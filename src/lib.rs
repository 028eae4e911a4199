//! Ganttline - lane-based Gantt scheduling engine
//!
//! Schedule items sit on lanes of a (lane, day) grid and are connected by
//! directed dependency links. The crate keeps the dependency graph
//! consistent under editing, classifies every item's schedule against its
//! prerequisites, and derives the connector curves a renderer draws.

pub mod config;
pub mod core;
pub mod editor;
pub mod errors;
pub mod session;

// Re-exports
pub use config::EditorConfig;
pub use core::{
    ConflictReport, ConflictStatus, ConnectorCurve, DayUnit, DependencyGraph, Grid, GridCoord,
    ItemId, LinkId, Point, Rect, ScheduleItem,
};
pub use editor::{Editor, ItemView, LinkView};
pub use errors::{GanttError, Result};
pub use session::PlanState;
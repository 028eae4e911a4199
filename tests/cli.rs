use assert_cmd::Command;
use predicates::prelude::*;
use std::path::PathBuf;
use tempfile::TempDir;

// item#1 runs inside item#0; item#3 and item#4 only depend on each other
const PLAN: &str = r#"{
  "items": [
    {"id": 0, "lane": 0, "startDate": "2024-01-01", "durationDays": 5},
    {"id": 1, "lane": 1, "startDate": "2024-01-04", "durationDays": 2},
    {"id": 3, "lane": 2, "startDate": "2024-01-10", "durationDays": 1},
    {"id": 4, "lane": 3, "startDate": "2024-01-12", "durationDays": 1}
  ],
  "links": [
    {"id": 2, "originId": 0, "endId": 1},
    {"id": 5, "originId": 3, "endId": 4},
    {"id": 6, "originId": 4, "endId": 3}
  ],
  "grid": {"laneCount": 4, "dayCount": 31, "dayUnit": "DAY", "originDate": "2024-01-01"},
  "idCounter": 7
}"#;

fn write_plan(dir: &TempDir, json: &str) -> PathBuf {
    let path = dir.path().join("plan.json");
    std::fs::write(&path, json).unwrap();
    path
}

fn ganttline(dir: &TempDir) -> Command {
    let mut cmd = Command::cargo_bin("ganttline").unwrap();
    cmd.current_dir(dir.path());
    cmd
}

#[test]
fn test_check_prints_statuses() {
    let dir = TempDir::new().unwrap();
    let plan = write_plan(&dir, PLAN);

    ganttline(&dir)
        .arg("check")
        .arg(&plan)
        .assert()
        .success()
        .stdout(predicate::str::contains("item#0\tlane 0\t2024-01-01 .. 2024-01-05\tCLEAR"))
        .stdout(predicate::str::contains("item#1\tlane 1\t2024-01-04 .. 2024-01-05\tBLOCKED"))
        .stdout(predicate::str::contains("item#3\tlane 2\t2024-01-10 .. 2024-01-10\tno information"));
}

#[test]
fn test_fail_on_blocked_exit_code() {
    let dir = TempDir::new().unwrap();
    let plan = write_plan(&dir, PLAN);

    ganttline(&dir)
        .args(["check", "--fail-on-blocked"])
        .arg(&plan)
        .assert()
        .code(2);
}

#[test]
fn test_export_json() {
    let dir = TempDir::new().unwrap();
    let plan = write_plan(&dir, PLAN);

    let output = ganttline(&dir)
        .arg("export")
        .arg(&plan)
        .assert()
        .success()
        .get_output()
        .stdout
        .clone();

    let value: serde_json::Value = serde_json::from_slice(&output).unwrap();
    assert_eq!(value["items"].as_array().unwrap().len(), 4);
    assert_eq!(value["items"][1]["status"], "BLOCKED");
    assert!(value["items"][2]["status"].is_null());
    assert!(value["links"][0]["descriptor"]
        .as_str()
        .unwrap()
        .starts_with('M'));
}

#[test]
fn test_local_config_is_picked_up() {
    let dir = TempDir::new().unwrap();
    let plan = write_plan(&dir, PLAN);
    std::fs::write(
        dir.path().join("ganttline.yml"),
        "grid:\n  lane_height: 10.0\n  unit_width: 20.0\n",
    )
    .unwrap();

    let output = ganttline(&dir)
        .arg("export")
        .arg(&plan)
        .assert()
        .success()
        .get_output()
        .stdout
        .clone();

    let value: serde_json::Value = serde_json::from_slice(&output).unwrap();
    assert_eq!(value["items"][1]["rect"]["y"], 10.0);
    assert_eq!(value["items"][1]["rect"]["x"], 60.0);
}

#[test]
fn test_missing_plan_fails() {
    let dir = TempDir::new().unwrap();

    ganttline(&dir)
        .args(["check", "nope.json"])
        .assert()
        .failure()
        .stderr(predicate::str::contains("reading plan"));
}

#[test]
fn test_corrupt_plan_rejected() {
    let dir = TempDir::new().unwrap();
    // idCounter must exceed every stored id
    let plan = write_plan(&dir, &PLAN.replace("\"idCounter\": 7", "\"idCounter\": 2"));

    ganttline(&dir)
        .arg("check")
        .arg(&plan)
        .assert()
        .failure()
        .stderr(predicate::str::contains("idCounter"));
}

#[test]
fn test_oversized_duration_rejected() {
    let dir = TempDir::new().unwrap();
    let plan = write_plan(
        &dir,
        &PLAN.replace("\"durationDays\": 5", "\"durationDays\": 4000000000"),
    );

    ganttline(&dir)
        .arg("export")
        .arg(&plan)
        .assert()
        .failure()
        .code(1)
        .stderr(predicate::str::contains("last supported date"));
}
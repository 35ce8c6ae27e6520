//! Domain input types and errors.
//!
//! These are the already-fetched, read-only facts the generators consume:
//! the company profile, the period under escrituração, and the fiscal
//! document collections. The generators never mutate them.

mod error;
mod types;

pub use error::*;
pub use types::*;
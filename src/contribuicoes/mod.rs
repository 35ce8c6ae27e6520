//! EFD Contribuições (PIS/COFINS) file generation.
//!
//! Layout per the Receita Federal practical guide, version code 006:
//!
//! - Block 0: opening, company identification, apuração regime
//! - Block A: service fiscal documents (no movement)
//! - Block C: goods fiscal documents (NF-e)
//! - Block F: other documents and operations (expense receipts)
//! - Block M: contribution and credit apuração
//! - Block 1: bookkeeping complement (no movement)
//! - Block 9: control and closing

use chrono::NaiveDate;
use rust_decimal::Decimal;
use rust_decimal_macros::dec;
use serde::{Deserialize, Serialize};

use crate::core::{Company, Expense, Invoice, Period, SpedError};
use crate::engine::{RecordStream, fmt};

/// Fixed block sequence of the layout; block 9 is appended by the engine.
const BLOCK_ORDER: &[char] = &['0', 'A', 'C', 'F', 'M', '1'];

/// Bookkeeping type emitted in record 0000 (TIPO_ESCRIT).
#[derive(Debug, Clone, Copy, PartialEq, Eq, Serialize, Deserialize)]
pub enum BookkeepingType {
    /// Original filing.
    Original,
    /// Rectifying filing.
    Rectification,
}

impl BookkeepingType {
    fn code(&self) -> &'static str {
        match self {
            Self::Original => "0",
            Self::Rectification => "1",
        }
    }
}

/// Configuration for the EFD Contribuições export.
///
/// The PIS/COFINS rates are deliberately injectable: which rates apply is a
/// tax-law question the serialization engine does not decide. The defaults
/// are the non-cumulative regime values (1.65% / 7.60%).
#[derive(Debug, Clone, Serialize, Deserialize)]
pub struct ContribuicoesConfig {
    /// Layout version code (COD_VER), "006" for the current guide.
    pub layout_version: String,
    /// Bookkeeping type (TIPO_ESCRIT).
    pub bookkeeping: BookkeepingType,
    /// PIS/PASEP rate, percent.
    pub pis_rate: Decimal,
    /// COFINS rate, percent.
    pub cofins_rate: Decimal,
    /// Accountant name emitted in record 0100.
    pub accountant_name: String,
    /// Accountant CRC registration number.
    pub accountant_crc: String,
}

impl Default for ContribuicoesConfig {
    fn default() -> Self {
        Self {
            layout_version: "006".into(),
            bookkeeping: BookkeepingType::Original,
            pis_rate: dec!(1.65),
            cofins_rate: dec!(7.60),
            accountant_name: "CONTADOR RESPONSÁVEL".into(),
            accountant_crc: "CRC".into(),
        }
    }
}

/// Builder for [`ContribuicoesConfig`].
///
/// # Example
///
/// ```
/// use rust_decimal_macros::dec;
/// use sped::contribuicoes::ContribuicoesConfigBuilder;
///
/// let config = ContribuicoesConfigBuilder::new()
///     .rates(dec!(0.65), dec!(3.00)) // cumulative regime
///     .accountant("MARIA DA SILVA", "CRC-CE 12345/O-6")
///     .build();
/// assert_eq!(config.pis_rate, dec!(0.65));
/// ```
#[derive(Debug, Default)]
pub struct ContribuicoesConfigBuilder {
    config: ContribuicoesConfig,
}

impl ContribuicoesConfigBuilder {
    /// Create a builder with the default configuration.
    pub fn new() -> Self {
        Self::default()
    }

    /// Set the bookkeeping type.
    pub fn bookkeeping(mut self, bookkeeping: BookkeepingType) -> Self {
        self.config.bookkeeping = bookkeeping;
        self
    }

    /// Set the PIS and COFINS rates (percent).
    pub fn rates(mut self, pis: Decimal, cofins: Decimal) -> Self {
        self.config.pis_rate = pis;
        self.config.cofins_rate = cofins;
        self
    }

    /// Set the accountant identification for record 0100.
    pub fn accountant(mut self, name: impl Into<String>, crc: impl Into<String>) -> Self {
        self.config.accountant_name = name.into();
        self.config.accountant_crc = crc.into();
        self
    }

    /// Build the configuration.
    pub fn build(self) -> ContribuicoesConfig {
        self.config
    }
}

/// Download file name encoding the period:
/// `efd_contribuicoes_YYYY-MM-DD_YYYY-MM-DD.txt`.
pub fn export_file_name(start: NaiveDate, end: NaiveDate) -> String {
    format!(
        "efd_contribuicoes_{}_{}.txt",
        start.format("%Y-%m-%d"),
        end.format("%Y-%m-%d")
    )
}

/// Generate a complete EFD Contribuições file.
///
/// `invoices` and `expenses` must already be in the order the filing
/// requires; rows are emitted as given, never re-sorted.
///
/// # Errors
///
/// [`SpedError::InvalidPeriod`] if `start` is after `end`.
pub fn to_efd_contribuicoes(
    company: &Company,
    start: NaiveDate,
    end: NaiveDate,
    invoices: &[Invoice],
    expenses: &[Expense],
    config: &ContribuicoesConfig,
) -> Result<String, SpedError> {
    let period = Period::new(start, end)?;

    let mut out = RecordStream::new();
    block_0(&mut out, company, &period, config);
    block_a(&mut out);
    block_c(&mut out, invoices, config);
    block_f(&mut out, expenses, config);
    block_m(&mut out, invoices, config);
    block_1(&mut out);
    Ok(out.finish(BLOCK_ORDER))
}

fn pct(base: Decimal, rate: Decimal) -> Decimal {
    base * rate / dec!(100)
}

/// Block 0 — opening, identification, apuração regime.
fn block_0(
    out: &mut RecordStream,
    company: &Company,
    period: &Period,
    config: &ContribuicoesConfig,
) {
    // 0000 — digital file opening
    out.write(
        "0000",
        &[
            &config.layout_version,
            config.bookkeeping.code(),
            "0", // IND_SIT_ESP
            "",  // NUM_REC_ANTERIOR
            &fmt::date(Some(period.start())),
            &fmt::date(Some(period.end())),
            &fmt::text(Some(company.name.as_str()), 100),
            &fmt::digits(company.cnpj.as_deref()),
            &fmt::text(company.state.as_deref(), 2),
            &fmt::text(company.city_code.as_deref(), 7),
            "",  // SUFRAMA
            "1", // IND_NAT_PJ — lucro real
            "0", // IND_ATIV — industrial
        ],
    );

    out.write("0001", &["0"]);

    // 0100 — accountant
    out.write(
        "0100",
        &[
            &fmt::text(Some(config.accountant_name.as_str()), 100),
            "", // CPF
            &config.accountant_crc,
            "", // office CNPJ
            "", // CEP
            "", // street
            "", // number
            "", // complement
            "", // district
            "", // phone
            "", // fax
            "", // email
            &fmt::text(company.city_code.as_deref(), 7),
        ],
    );

    // 0110 — apuração regime
    out.write(
        "0110",
        &[
            "1", // COD_INC_TRIB — consolidated
            "2", // IND_APRO_CRED — proportional apportionment
            "1", // COD_TIPO_CONT
            "",  // IND_REG_CUM
        ],
    );
}

/// Block A — service documents, filed without movement.
fn block_a(out: &mut RecordStream) {
    out.write("A001", &["1"]);
}

/// Block C — goods fiscal documents with per-item PIS/COFINS detail.
fn block_c(out: &mut RecordStream, invoices: &[Invoice], config: &ContribuicoesConfig) {
    let has_movement = !invoices.is_empty();
    out.write("C001", &[if has_movement { "0" } else { "1" }]);

    for inv in invoices {
        let total = inv.total_value.unwrap_or(Decimal::ZERO);
        let pis = pct(total, config.pis_rate);
        let cofins = pct(total, config.cofins_rate);

        // C100 — document header
        out.write(
            "C100",
            &[
                "0",  // IND_OPER — aquisição
                "0",  // IND_EMIT — terceiros
                "",   // COD_PART
                "55", // COD_MOD — NF-e
                "00", // COD_SIT — regular
                "1",  // SER
                &inv.number,
                &fmt::digits(inv.access_key.as_deref()),
                &fmt::date(inv.issue_date),
                &fmt::amount(inv.total_value, 2),
                "9", // IND_PGTO
                &fmt::amount(None, 2), // VL_DESC
                &fmt::amount(None, 2), // VL_ABAT_NT
                &fmt::amount(inv.total_value, 2), // VL_MERC
            ],
        );

        // C170 — item detail; the document is carried as a single
        // consolidated item, with the contribution bases and values derived
        // from the same total the header just stated
        out.write(
            "C170",
            &[
                "1",          // NUM_ITEM
                "",           // COD_ITEM
                "MERCADORIA", // DESCR_COMPL
                "1",          // QTD
                "UN",         // UNID
                &fmt::amount(inv.total_value, 2),
                &fmt::amount(None, 2), // VL_DESC
                "0",          // IND_MOV
                "50",         // CST
                "01",         // CFOP
                "9999.99.99", // COD_NAT
                &fmt::amount(inv.total_value, 2), // base
                &fmt::amount(Some(config.pis_rate), 4),
                &fmt::amount(Some(pis), 2),
                &fmt::amount(inv.total_value, 2), // base
                &fmt::amount(Some(config.cofins_rate), 4),
                &fmt::amount(Some(cofins), 2),
            ],
        );
    }
}

/// Block F — other documents and operations: expense receipts generating
/// proportional credit.
fn block_f(out: &mut RecordStream, expenses: &[Expense], config: &ContribuicoesConfig) {
    let has_movement = !expenses.is_empty();
    out.write("F001", &[if has_movement { "0" } else { "1" }]);

    for exp in expenses {
        let total = exp.total_amount.unwrap_or(Decimal::ZERO);

        // F100 — other documents
        out.write(
            "F100",
            &[
                "0", // IND_OPER — aquisição
                "",  // COD_PART
                "",  // COD_ITEM
                &fmt::date(exp.receipt_date),
                &fmt::amount(exp.total_amount, 2),
                "1",  // IND_NAT_FRT
                "50", // CST_PIS
                &fmt::amount(exp.total_amount, 2), // VL_BC_PIS
                &fmt::amount(Some(config.pis_rate), 4),
                &fmt::amount(Some(pct(total, config.pis_rate)), 2),
                "50", // CST_COFINS
                &fmt::amount(exp.total_amount, 2), // VL_BC_COFINS
                &fmt::amount(Some(config.cofins_rate), 4),
                &fmt::amount(Some(pct(total, config.cofins_rate)), 2),
                "9999.99.99", // NAT_BC_CRED
                "",           // IND_ORIG_CRED
                "",           // COD_CTA
                "",           // COD_CCUS
            ],
        );
    }
}

/// Block M — contribution apuração. Totals are computed from the same
/// invoice rows block C processed, so detail and summary cannot drift.
fn block_m(out: &mut RecordStream, invoices: &[Invoice], config: &ContribuicoesConfig) {
    out.write("M001", &["0"]);

    let revenue: Decimal = invoices.iter().filter_map(|i| i.total_value).sum();
    let total_pis = pct(revenue, config.pis_rate);
    let total_cofins = pct(revenue, config.cofins_rate);

    contribution_summary(out, "M200", total_pis);
    contribution_detail(out, "M210", revenue, config.pis_rate, total_pis);
    contribution_summary(out, "M600", total_cofins);
    contribution_detail(out, "M610", revenue, config.cofins_rate, total_cofins);
}

/// M200/M600 — period contribution totals (non-cumulative columns carry the
/// value, cumulative columns stay zero).
fn contribution_summary(out: &mut RecordStream, record_type: &str, total: Decimal) {
    let value = fmt::amount(Some(total), 2);
    let zero = fmt::amount(None, 2);
    out.write(
        record_type,
        &[
            &value, // VL_TOT_CONT_NC_PER
            &zero,  // VL_TOT_CRED_DESC
            &zero,  // VL_TOT_CRED_DESC_ANT
            &value, // VL_TOT_CONT_NC_DEV
            &zero,  // VL_RET_NC
            &zero,  // VL_OUT_DED_NC
            &value, // VL_CONT_NC_REC
            &zero,  // VL_TOT_CONT_CUM_PER
            &zero,  // VL_RET_CUM
            &zero,  // VL_OUT_DED_CUM
            &zero,  // VL_CONT_CUM_REC
            &value, // VL_TOT_CONT_REC
        ],
    );
}

/// M210/M610 — contribution detail per revenue group.
fn contribution_detail(
    out: &mut RecordStream,
    record_type: &str,
    revenue: Decimal,
    rate: Decimal,
    total: Decimal,
) {
    out.write(
        record_type,
        &[
            "01", // COD_CONT
            &fmt::amount(Some(revenue), 2), // VL_REC_BRT
            &fmt::amount(Some(revenue), 2), // VL_BC_CONT
            &fmt::amount(Some(rate), 4),
            &fmt::amount(Some(total), 2),
            "0", // COD_CTA
            "",  // DESC_COMPL
        ],
    );
}

/// Block 1 — bookkeeping complement, filed without movement.
fn block_1(out: &mut RecordStream) {
    out.write("1001", &["1"]);
}
use chrono::NaiveDate;
use thiserror::Error;

/// Errors that can occur while generating an EFD file.
///
/// Field-level problems (missing dates, absent amounts) are not errors:
/// the formatters degrade them to the layout's documented empty/zero
/// representation so one bad record cannot sink a whole period's filing.
#[derive(Debug, Error)]
#[non_exhaustive]
pub enum SpedError {
    /// The bookkeeping period starts after it ends.
    #[error("invalid period: start {start} is after end {end}")]
    InvalidPeriod {
        /// First day of the rejected period.
        start: NaiveDate,
        /// Last day of the rejected period.
        end: NaiveDate,
    },
}
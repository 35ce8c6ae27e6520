use chrono::NaiveDate;
use rust_decimal::Decimal;
use serde::{Deserialize, Serialize};

use super::SpedError;

/// Company registration data emitted in block 0 of every layout.
///
/// Every field except the legal name is optional: onboarding data in the
/// surrounding system is incremental, and a half-registered company must
/// still be able to produce a structurally valid file (with blank fields
/// flagged for manual review by the accountant).
#[derive(Debug, Clone, Default, Serialize, Deserialize)]
pub struct Company {
    /// Legal name (razão social), truncated to 100 characters on output.
    pub name: String,
    /// Trading name (nome fantasia); falls back to the legal name.
    pub trading_name: Option<String>,
    /// CNPJ, with or without punctuation — only digits are emitted.
    pub cnpj: Option<String>,
    /// State code (UF, e.g. "SP").
    pub state: Option<String>,
    /// IBGE municipality code (7 digits).
    pub city_code: Option<String>,
    /// Postal code (CEP).
    pub postal_code: Option<String>,
    /// Street address (logradouro).
    pub street: Option<String>,
    /// Street number.
    pub number: Option<String>,
    /// District (bairro).
    pub district: Option<String>,
    /// Contact phone.
    pub phone: Option<String>,
    /// Contact email.
    pub email: Option<String>,
}

/// One incoming NF-e, reduced to the totals the EFD layouts need.
///
/// Amounts are optional because upstream capture (XML import, OCR) can leave
/// gaps; a missing amount is emitted as the zero value, never skipped.
#[derive(Debug, Clone, Default, Serialize, Deserialize)]
pub struct Invoice {
    /// Document number (NUM_DOC).
    pub number: String,
    /// 44-digit NF-e access key (CHV_NFE).
    pub access_key: Option<String>,
    /// Issue date (DT_DOC).
    pub issue_date: Option<NaiveDate>,
    /// Total document value (VL_DOC).
    pub total_value: Option<Decimal>,
    /// ICMS calculation base (VL_BC_ICMS).
    pub icms_base: Option<Decimal>,
    /// ICMS amount (VL_ICMS).
    pub icms_value: Option<Decimal>,
    /// IPI amount (VL_IPI).
    pub ipi_value: Option<Decimal>,
    /// PIS amount (VL_PIS).
    pub pis_value: Option<Decimal>,
    /// COFINS amount (VL_COFINS).
    pub cofins_value: Option<Decimal>,
}

/// One expense receipt (cupom fiscal), emitted in block F of EFD
/// Contribuições as an acquisition generating PIS/COFINS credit.
#[derive(Debug, Clone, Default, Serialize, Deserialize)]
pub struct Expense {
    /// Receipt date.
    pub receipt_date: Option<NaiveDate>,
    /// Total amount paid.
    pub total_amount: Option<Decimal>,
}

/// An inclusive bookkeeping period.
///
/// Construction is the only place [`SpedError::InvalidPeriod`] can arise;
/// a `Period` in hand is always well ordered.
#[derive(Debug, Clone, Copy, PartialEq, Eq)]
pub struct Period {
    start: NaiveDate,
    end: NaiveDate,
}

impl Period {
    /// Create a period, rejecting `start > end`.
    pub fn new(start: NaiveDate, end: NaiveDate) -> Result<Self, SpedError> {
        if start > end {
            return Err(SpedError::InvalidPeriod { start, end });
        }
        Ok(Self { start, end })
    }

    /// First day of the period.
    pub fn start(&self) -> NaiveDate {
        self.start
    }

    /// Last day of the period.
    pub fn end(&self) -> NaiveDate {
        self.end
    }
}

#[cfg(test)]
mod tests {
    use super::*;

    fn date(y: i32, m: u32, d: u32) -> NaiveDate {
        NaiveDate::from_ymd_opt(y, m, d).unwrap()
    }

    #[test]
    fn period_accepts_single_day() {
        let p = Period::new(date(2024, 3, 1), date(2024, 3, 1)).unwrap();
        assert_eq!(p.start(), p.end());
    }

    #[test]
    fn period_rejects_reversed_dates() {
        let err = Period::new(date(2024, 3, 2), date(2024, 3, 1)).unwrap_err();
        assert!(matches!(err, SpedError::InvalidPeriod { .. }));
    }
}
//! # sped
//!
//! Brazilian fiscal bookkeeping file generation for the SPED family of
//! layouts: EFD ICMS/IPI ("SPED Fiscal") and EFD Contribuições (PIS/COFINS).
//!
//! The crate turns in-memory domain records (company registration data,
//! NF-e invoices, expense receipts) into the pipe-delimited, block-structured
//! text files the Receita Federal validator ingests. Field formatting, block
//! nesting, and the self-referential record counts of the closing block are
//! all handled by a shared engine; the two layout modules only describe which
//! records each block carries.
//!
//! All monetary values use [`rust_decimal::Decimal`] — never floating point.
//!
//! ## Quick Start
//!
//! ```rust
//! use chrono::NaiveDate;
//! use sped::core::Company;
//! use sped::icms::{IcmsConfig, to_efd_icms_ipi};
//!
//! let company = Company {
//!     name: "ACME COMERCIO LTDA".into(),
//!     cnpj: Some("12.345.678/0001-95".into()),
//!     state: Some("SP".into()),
//!     city_code: Some("3550308".into()),
//!     ..Default::default()
//! };
//!
//! let file = to_efd_icms_ipi(
//!     &company,
//!     NaiveDate::from_ymd_opt(2024, 1, 1).unwrap(),
//!     NaiveDate::from_ymd_opt(2024, 1, 31).unwrap(),
//!     &[],
//!     &IcmsConfig::default(),
//! )
//! .unwrap();
//!
//! assert!(file.starts_with("|0000|018|0|01012024|31012024|ACME COMERCIO LTDA|12345678000195|"));
//! assert!(file.lines().last().unwrap().starts_with("|9999|"));
//! ```
//!
//! The generators are pure functions: no I/O, no shared state, safe to call
//! concurrently for different companies. Writing the result to disk (or
//! streaming it as a download) is the caller's concern.

pub mod contribuicoes;
pub mod core;
pub mod engine;
pub mod icms;

// Re-export core types at crate root for convenience
pub use crate::core::*;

################

### Your goal
Which lines of the records contain "complement"? Show each of them.

### Task output
//! - Block 1: bookkeeping complement (no movement)
            "", // complement
/// Block 1 — bookkeeping complement, filed without movement.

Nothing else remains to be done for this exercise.